Scan the entries below for the word "None" and copy every line in which it occurs.

Material for this exercise: Begin

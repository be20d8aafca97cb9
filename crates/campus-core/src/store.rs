//! The `PortalStore` trait.
//!
//! Storage backends (e.g. `campus-store-sqlite`) implement the trait; the API
//! layer depends only on this abstraction.

use std::future::Future;

use crate::{
  attendance::{
    AttendanceMonth, AttendanceRecord, ClassSheet, DailyMark, FacultyId, MonthlyAttendance,
    RollupCounts, StudentId, SubjectId,
  },
  calendar::AcademicYear,
  feedback::{FacultyFeedbackStats, FeedbackEntry, NewFeedback},
  leave::{LeaveRequest, LeaveUsage, NewLeaveRequest},
  schedule::FeedbackWindow,
};

/// Abstraction over a portal storage backend.
///
/// Attendance writes are upserts: re-marking a daily record or re-saving a
/// monthly rollup with the same key replaces the previous row.
///
/// The rollup methods ([`record_class_day`](PortalStore::record_class_day)
/// and [`refresh_monthly_rollup`](PortalStore::refresh_monthly_rollup)) read
/// the month and write its rows as one atomic unit, so concurrent sheets for
/// the same class never leave counts computed from an older read.
pub trait PortalStore: Send + Sync {
  type Error: std::error::Error + Send + Sync + 'static;

  // ── Attendance ────────────────────────────────────────────────────────

  /// Insert or overwrite the mark for (student, faculty, subject, date).
  fn mark_attendance(
    &self,
    record: AttendanceRecord,
  ) -> impl Future<Output = Result<(), Self::Error>> + Send + '_;

  /// Every daily mark for a faculty/subject in `month`, ordered by date then
  /// student.
  fn daily_marks(
    &self,
    faculty_id: FacultyId,
    subject_id: SubjectId,
    month: AttendanceMonth,
  ) -> impl Future<Output = Result<Vec<DailyMark>, Self::Error>> + Send + '_;

  /// Upsert keyed on (student, faculty, subject, month, academic_year).
  fn save_monthly_attendance(
    &self,
    row: MonthlyAttendance,
  ) -> impl Future<Output = Result<(), Self::Error>> + Send + '_;

  /// Recompute a faculty/subject month from its daily marks with
  /// [`rollup_rows`](crate::attendance::rollup_rows) and upsert one row per
  /// student. Returns the rows written, ordered by student.
  fn refresh_monthly_rollup(
    &self,
    faculty_id: FacultyId,
    subject_id: SubjectId,
    month: AttendanceMonth,
  ) -> impl Future<Output = Result<Vec<MonthlyAttendance>, Self::Error>> + Send + '_;

  /// Upsert every mark on the sheet, then refresh that month's rollup. The
  /// marks and the refreshed rows commit together or not at all.
  fn record_class_day(
    &self,
    sheet: ClassSheet,
  ) -> impl Future<Output = Result<Vec<MonthlyAttendance>, Self::Error>> + Send + '_;

  /// Stored rollup rows for a faculty/subject month, ordered by student.
  fn monthly_attendance(
    &self,
    faculty_id: FacultyId,
    subject_id: SubjectId,
    month: AttendanceMonth,
  ) -> impl Future<Output = Result<Vec<MonthlyAttendance>, Self::Error>> + Send + '_;

  /// Sum of a student's monthly rows, optionally limited to one academic
  /// year label. `(0, 0)` when the student has no rows.
  fn student_attendance_totals<'a>(
    &'a self,
    student_id: StudentId,
    academic_year: Option<&'a str>,
  ) -> impl Future<Output = Result<RollupCounts, Self::Error>> + Send + 'a;

  // ── Feedback ──────────────────────────────────────────────────────────

  /// Record a new schedule. The most recently recorded one is current.
  fn schedule_feedback(
    &self,
    window: FeedbackWindow,
  ) -> impl Future<Output = Result<(), Self::Error>> + Send + '_;

  /// The current schedule, or `None` if none was ever configured.
  fn current_feedback_window(
    &self,
  ) -> impl Future<Output = Result<Option<FeedbackWindow>, Self::Error>> + Send + '_;

  /// Validate and persist a submission. Window and attendance checks are the
  /// caller's.
  fn submit_feedback(
    &self,
    input: NewFeedback,
  ) -> impl Future<Output = Result<FeedbackEntry, Self::Error>> + Send + '_;

  /// Submissions newest first; all faculty when `faculty_id` is `None`.
  fn feedback_entries(
    &self,
    faculty_id: Option<FacultyId>,
  ) -> impl Future<Output = Result<Vec<FeedbackEntry>, Self::Error>> + Send + '_;

  fn faculty_feedback_stats(
    &self,
    faculty_id: FacultyId,
  ) -> impl Future<Output = Result<FacultyFeedbackStats, Self::Error>> + Send + '_;

  // ── Leave ─────────────────────────────────────────────────────────────

  /// Validate and persist a leave request.
  fn submit_leave(
    &self,
    input: NewLeaveRequest,
  ) -> impl Future<Output = Result<LeaveRequest, Self::Error>> + Send + '_;

  /// Leave history, newest first; all faculty when `faculty_id` is `None`.
  fn leave_requests(
    &self,
    faculty_id: Option<FacultyId>,
  ) -> impl Future<Output = Result<Vec<LeaveRequest>, Self::Error>> + Send + '_;

  /// Days used per leave type by requests created within `year`.
  fn leave_usage<'a>(
    &'a self,
    faculty_id: FacultyId,
    year: &'a AcademicYear,
  ) -> impl Future<Output = Result<LeaveUsage, Self::Error>> + Send + 'a;
}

Material for this exercise: End

| Answer to the exercise |
  /// The current schedule, or `None` if none was ever configured.
  /// Submissions newest first; all faculty when `faculty_id` is `None`.
  /// Leave history, newest first; all faculty when `faculty_id` is `None`.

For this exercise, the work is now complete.